Mata H, Gongora J, Eizirik E, Alves BM, Soares MA, Ravazzolo AP - Retrovirology (2015)

Bottom Line: We also compared them with publicly available genomic sequences of Felis catus and Panthera tigris, as well as with representatives of other vertebrate groups, and performed phylogenetic and molecular dating analyses to investigate the pattern and timing of diversification of these retroviral elements.Finally, our phylogenetic analyses indicate the presence of a genetically divergent group of sequences whose position in our phylogenetic tree was difficult to establish confidently relative to known retroviruses, and another lineage identified as ERVs belonging to class II.Our findings highlight the importance of additional studies on the role of ERVs in the genome landscaping of other carnivore species.

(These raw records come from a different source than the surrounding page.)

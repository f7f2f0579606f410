//! Solana RPC 适配：交易提交、状态查询、优先费估算与 ATA 管理。

pub mod ata;
pub mod provisioner;
pub mod rpc;

use thiserror::Error;

pub use provisioner::AtaProvisioner;
pub use rpc::RpcChainClient;

#[derive(Debug, Error)]
pub enum ChainClientError {
    #[error("无法解码已签名交易: {0}")]
    Decode(String),
    #[error("无效的交易签名: {0}")]
    Signature(String),
    #[error(transparent)]
    Rpc(#[from] solana_client::client_error::ClientError),
}
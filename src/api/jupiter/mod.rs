//! Jupiter 聚合器 API 封装。

pub mod quote;
pub mod swap;

use std::fmt;
use std::time::{Duration, Instant};

use anyhow::Result as AnyResult;
use async_trait::async_trait;
use bytes::Bytes;
use reqwest::{RequestBuilder, StatusCode};
use serde_json::value::RawValue;
use thiserror::Error;
use tracing::{debug, trace, warn};

use crate::config::JupiterConfig;
use crate::settlement::fee_mint::normalize_native;
use crate::settlement::ports::QuoteAggregator;
use crate::settlement::types::{
    AggregatorQuote, AggregatorQuoteRequest, BuildTransactionRequest, BuiltTransaction,
};

pub use quote::{QuoteRequest, QuoteResponsePayload};
pub use swap::{SwapRequest, SwapResponse};

const API_KEY_HEADER: &str = "x-api-key";

#[derive(Debug, Error)]
pub enum JupiterError {
    #[error("Jupiter API 请求失败: {0}")]
    Http(#[from] reqwest::Error),
    #[error("请求 {endpoint} 超时（{timeout_ms}ms）")]
    Timeout {
        endpoint: String,
        timeout_ms: u64,
        #[source]
        source: reqwest::Error,
    },
    #[error("响应解析失败: {0}")]
    Json(#[from] serde_json::Error),
    #[error("请求 {endpoint} 返回状态 {status}: {body}")]
    ApiStatus {
        endpoint: String,
        status: StatusCode,
        body: String,
    },
    #[error("请求 {endpoint} 被限流，状态 {status}: {body}")]
    RateLimited {
        endpoint: String,
        status: StatusCode,
        body: String,
    },
    #[error("Jupiter 响应结构不符合预期: {0}")]
    Schema(String),
}

impl JupiterError {
    /// 展开完整的 cause 链，相邻重复的描述只保留一次。
    pub fn describe(&self) -> String {
        use std::error::Error as _;
        let mut parts = vec![self.to_string()];
        let mut current = self.source();
        while let Some(err) = current {
            let text = err.to_string();
            if parts.last() != Some(&text) {
                parts.push(text);
            }
            current = err.source();
        }
        parts.join(" | caused by: ")
    }
}

#[derive(Clone)]
pub struct JupiterApiClient {
    quote_url: String,
    swap_url: String,
    client: reqwest::Client,
    timeout: Duration,
    api_key: Option<String>,
}

impl fmt::Debug for JupiterApiClient {
    fn fmt(&self, f: &mut fmt::Formatter<'_>) -> fmt::Result {
        f.debug_struct("JupiterApiClient")
            .field("quote_url", &self.quote_url)
            .field("swap_url", &self.swap_url)
            .field("timeout", &self.timeout)
            .field("api_key", &self.api_key.as_ref().map(|_| "***"))
            .finish()
    }
}

impl JupiterApiClient {
    pub fn new(client: reqwest::Client, config: &JupiterConfig) -> Self {
        let base = config.quote_base_url.trim_end_matches('/');
        Self {
            quote_url: format!("{base}/swap/v1/quote"),
            swap_url: format!("{base}/swap/v1/swap"),
            client,
            timeout: Duration::from_millis(config.timeout_ms),
            api_key: config.api_key().map(str::to_string),
        }
    }

    pub async fn quote(&self, request: &QuoteRequest) -> Result<(QuoteResponsePayload, Bytes), JupiterError> {
        let started = Instant::now();
        let params = request.to_query_params();
        trace!(
            target: "jupiter::quote",
            input_mint = %request.input_mint,
            output_mint = %request.output_mint,
            amount = request.amount,
            slippage_bps = request.slippage_bps,
            platform_fee_bps = ?request.platform_fee_bps,
            "开始请求 Jupiter 报价"
        );

        let builder = self.client.get(&self.quote_url).query(&params);
        let body = send_for_body(
            with_api_key(builder, self.api_key.as_deref()),
            &self.quote_url,
            self.timeout,
        )
        .await?;

        let payload: QuoteResponsePayload = serde_json::from_slice(&body).map_err(|err| {
            warn!(
                target: "jupiter::quote",
                endpoint = %self.quote_url,
                error = %err,
                "Jupiter 报价 schema 校验失败"
            );
            JupiterError::Schema(format!("解析报价响应失败: {err}"))
        })?;

        debug!(
            target: "jupiter::quote",
            elapsed_ms = format_args!("{:.3}", started.elapsed().as_secs_f64() * 1_000.0),
            in_amount = payload.in_amount,
            out_amount = payload.out_amount,
            legs = payload.route_plan.len(),
            "Jupiter 报价完成"
        );
        Ok((payload, body))
    }

    pub async fn swap(&self, request: &SwapRequest<'_>) -> Result<SwapResponse, JupiterError> {
        let started = Instant::now();
        let builder = self.client.post(&self.swap_url).json(request);
        let body = send_for_body(
            with_api_key(builder, self.api_key.as_deref()),
            &self.swap_url,
            self.timeout,
        )
        .await?;

        let response: SwapResponse = serde_json::from_slice(&body).map_err(|err| {
            warn!(
                target: "jupiter::swap",
                endpoint = %self.swap_url,
                error = %err,
                "Jupiter swap 响应 schema 校验失败"
            );
            JupiterError::Schema(format!("解析 swap 响应失败: {err}"))
        })?;

        debug!(
            target: "jupiter::swap",
            elapsed_ms = format_args!("{:.3}", started.elapsed().as_secs_f64() * 1_000.0),
            prioritization_fee_lamports = ?response.prioritization_fee_lamports,
            has_setup = response.setup_transaction.is_some(),
            has_cleanup = response.cleanup_transaction.is_some(),
            "Jupiter swap 交易构建完成"
        );
        Ok(response)
    }
}

#[async_trait]
impl QuoteAggregator for JupiterApiClient {
    async fn quote(&self, request: &AggregatorQuoteRequest) -> AnyResult<AggregatorQuote> {
        // Jupiter 不认识原生 SOL 哨兵地址
        let upstream = QuoteRequest {
            input_mint: normalize_native(request.input_mint),
            output_mint: normalize_native(request.output_mint),
            amount: request.amount,
            swap_mode: request.swap_mode,
            slippage_bps: request.slippage_bps,
            platform_fee_bps: (request.platform_fee_bps > 0).then_some(request.platform_fee_bps),
        };
        let (payload, raw) = JupiterApiClient::quote(self, &upstream)
            .await
            .map_err(|err| anyhow::anyhow!(err.describe()))?;
        Ok(payload.into_aggregator_quote(&upstream, raw))
    }

    async fn build_transaction(
        &self,
        request: &BuildTransactionRequest,
    ) -> AnyResult<BuiltTransaction> {
        let quote_response: &RawValue = serde_json::from_slice(&request.raw_payload)
            .map_err(|err| anyhow::anyhow!("报价载荷不是合法 JSON: {err}"))?;
        let swap_request = SwapRequest::new(quote_response, request.user_public_key, request.fee_account);
        let response = self
            .swap(&swap_request)
            .await
            .map_err(|err| anyhow::anyhow!(err.describe()))?;
        Ok(response.into_built_transaction())
    }
}

pub(crate) fn with_api_key(builder: RequestBuilder, api_key: Option<&str>) -> RequestBuilder {
    match api_key {
        Some(key) => builder.header(API_KEY_HEADER, key),
        None => builder,
    }
}

/// 发送请求并读取完整响应体，非 2xx 映射为对应错误。
pub(crate) async fn send_for_body(
    builder: RequestBuilder,
    endpoint: &str,
    timeout: Duration,
) -> Result<Bytes, JupiterError> {
    let timeout_ms = u64::try_from(timeout.as_millis()).unwrap_or(u64::MAX);
    let classify = |err: reqwest::Error| {
        if err.is_timeout() {
            warn!(
                target: "jupiter::http",
                endpoint,
                timeout_ms,
                "Jupiter 请求超时"
            );
            JupiterError::Timeout {
                endpoint: endpoint.to_string(),
                timeout_ms,
                source: err,
            }
        } else {
            warn!(
                target: "jupiter::http",
                endpoint,
                error = %err,
                "Jupiter 请求失败"
            );
            JupiterError::from(err)
        }
    };

    let response = builder.timeout(timeout).send().await.map_err(classify)?;
    let status = response.status();
    let body = response.bytes().await.map_err(classify)?;

    if status == StatusCode::TOO_MANY_REQUESTS {
        let summary = summarize_error_body(&body);
        warn!(
            target: "jupiter::http",
            endpoint,
            status = status.as_u16(),
            body = %summary,
            "Jupiter 请求命中限流"
        );
        return Err(JupiterError::RateLimited {
            endpoint: endpoint.to_string(),
            status,
            body: summary,
        });
    }
    if !status.is_success() {
        let summary = summarize_error_body(&body);
        warn!(
            target: "jupiter::http",
            endpoint,
            status = status.as_u16(),
            body = %summary,
            "Jupiter 返回非 200 状态"
        );
        return Err(JupiterError::ApiStatus {
            endpoint: endpoint.to_string(),
            status,
            body: summary,
        });
    }
    Ok(body)
}

fn summarize_error_body(body: &[u8]) -> String {
    const MAX_CHARS: usize = 512;
    let text = String::from_utf8_lossy(body);
    let trimmed = text.trim();
    if trimmed.is_empty() {
        return "(empty response body)".to_string();
    }
    let single_line = trimmed.replace(['\n', '\r'], " ");
    if single_line.chars().count() <= MAX_CHARS {
        return single_line;
    }
    let mut truncated: String = single_line.chars().take(MAX_CHARS).collect();
    truncated.push('…');
    truncated
}

#[cfg(test)]
mod tests {
    use super::*;

    #[test]
    fn error_body_is_flattened_and_capped() {
        assert_eq!(summarize_error_body(b"  "), "(empty response body)");
        assert_eq!(summarize_error_body(b"line1\nline2"), "line1 line2");
        let long = "路".repeat(600);
        let summary = summarize_error_body(long.as_bytes());
        assert_eq!(summary.chars().count(), 513);
        assert!(summary.ends_with('…'));
    }

    #[test]
    fn describe_reports_schema_reason() {
        let err = JupiterError::Schema("缺少 outAmount".to_string());
        assert!(err.describe().contains("缺少 outAmount"));
    }
}
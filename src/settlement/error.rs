use std::fmt;

use thiserror::Error;

use super::types::TradeStatus;

#[derive(Debug, Error)]
pub enum SettlementError {
    #[error("参数非法: {0}")]
    Validation(String),
    #[error("未找到: {0}")]
    NotFound(String),
    #[error("上游服务失败: {0}")]
    Upstream(String),
    #[error("链上提交被拒绝: {0}")]
    Chain(String),
    #[error("费用账户准备失败: {0}")]
    Provisioning(String),
    #[error("交易记录持久化失败: {0}")]
    Persistence(#[from] StoreError),
}

impl SettlementError {
    pub fn validation(reason: impl fmt::Display) -> Self {
        Self::Validation(reason.to_string())
    }

    pub fn not_found(reason: impl fmt::Display) -> Self {
        Self::NotFound(reason.to_string())
    }

    /// 上游错误保留完整的 cause 链。
    pub fn upstream(stage: &str, err: &anyhow::Error) -> Self {
        Self::Upstream(format!("{stage}: {err:#}"))
    }

    pub fn provisioning(reason: impl fmt::Display) -> Self {
        Self::Provisioning(reason.to_string())
    }

    pub fn kind(&self) -> &'static str {
        match self {
            SettlementError::Validation(_) => "validation",
            SettlementError::NotFound(_) => "not_found",
            SettlementError::Upstream(_) => "upstream",
            SettlementError::Chain(_) => "chain",
            SettlementError::Provisioning(_) => "provisioning",
            SettlementError::Persistence(_) => "persistence",
        }
    }
}

pub type SettlementResult<T> = Result<T, SettlementError>;

#[derive(Debug, Error)]
pub enum StoreError {
    #[error("交易记录 {0} 不存在")]
    NotFound(String),
    #[error("{field} 已被占用: {value}")]
    Duplicate { field: &'static str, value: String },
    #[error("非法状态迁移 {from} -> {to}")]
    InvalidTransition { from: TradeStatus, to: TradeStatus },
    #[error("字段 {0} 写入后不可修改")]
    Immutable(&'static str),
    #[error("快照文件读写失败: {0}")]
    Io(#[from] std::io::Error),
    #[error("快照序列化失败: {0}")]
    Serde(#[from] serde_json::Error),
    #[error("{0}")]
    Backend(String),
}
use anyhow::Result;
use serde::Serialize;
use tracing::info;

use swap_settler::config::SettlerConfig;
use swap_settler::settlement::{ListOptions, PrepareRequest, QuoteParams};

use crate::cli::args::{Cli, Command, PairArgs, TradesCmd};
use crate::cli::context::{build_service, init_configs};

pub async fn run(cli: Cli, config: SettlerConfig) -> Result<()> {
    let command = match cli.command {
        Command::Init(args) => return init_configs(args),
        command => command,
    };

    let service = build_service(&config).await?;
    match command {
        Command::Quote(cmd) => {
            let quote = service.get_quote(&quote_params(cmd.pair)).await?;
            print_json(&quote)?;
        }
        Command::Prepare(cmd) => {
            let request = PrepareRequest {
                user_address: cmd.user,
                from_mint: cmd.pair.from,
                to_mint: cmd.pair.to,
                amount: cmd.pair.amount,
                slippage_bps: cmd.pair.slippage_bps,
                swap_mode: cmd.pair.swap_mode,
            };
            let prepared = service.prepare_swap(&request).await?;
            info!(
                target: "cli",
                trade_id = %prepared.trade.id,
                fee_mint = %prepared.fee_mint,
                "交易已准备，待用户签名"
            );
            print_json(&prepared)?;
        }
        Command::Execute(cmd) => {
            let trade = service.execute_trade(&cmd.unsigned, &cmd.signed).await?;
            print_json(&trade)?;
        }
        Command::Reconcile(cmd) => {
            let trade = service.reconcile(&cmd.hash).await?;
            print_json(&trade)?;
        }
        Command::Trades(TradesCmd::List {
            user,
            status,
            offset,
            limit,
        }) => {
            let options = ListOptions {
                user_address: user,
                status,
                offset,
                limit,
            };
            let page = service.list_trades(&options).await?;
            print_json(&page)?;
        }
        Command::Trades(TradesCmd::Get { id }) => {
            let trade = service.get_trade(&id).await?;
            print_json(&trade)?;
        }
        Command::Init(_) => {}
    }

    Ok(())
}

fn quote_params(pair: PairArgs) -> QuoteParams {
    QuoteParams {
        from_mint: pair.from,
        to_mint: pair.to,
        amount: pair.amount,
        slippage_bps: pair.slippage_bps,
        swap_mode: pair.swap_mode,
    }
}

fn print_json<T: Serialize>(value: &T) -> Result<()> {
    println!("{}", serde_json::to_string_pretty(value)?);
    Ok(())
}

View Article: PubMed Central - PubMed

ABSTRACT

Background: Endogenous retroviruses (ERVs) are genetic elements with a retroviral origin that are integrated into vertebrate genomes. In felids (Mammalia, Carnivora, Felidae), ERVs have been described mostly in the domestic cat, and only rarely in wild species. To gain insight into the origins and evolutionary dynamics of endogenous retroviruses in felids, we have identified and characterized partial pro/pol ERV sequences from eight Neotropical wild cat species, belonging to three distinct lineages of Felidae. We also compared them with publicly available genomic sequences of Felis catus and Panthera tigris, as well as with representatives of other vertebrate groups, and performed phylogenetic and molecular dating analyses to investigate the pattern and timing of diversification of these retroviral elements.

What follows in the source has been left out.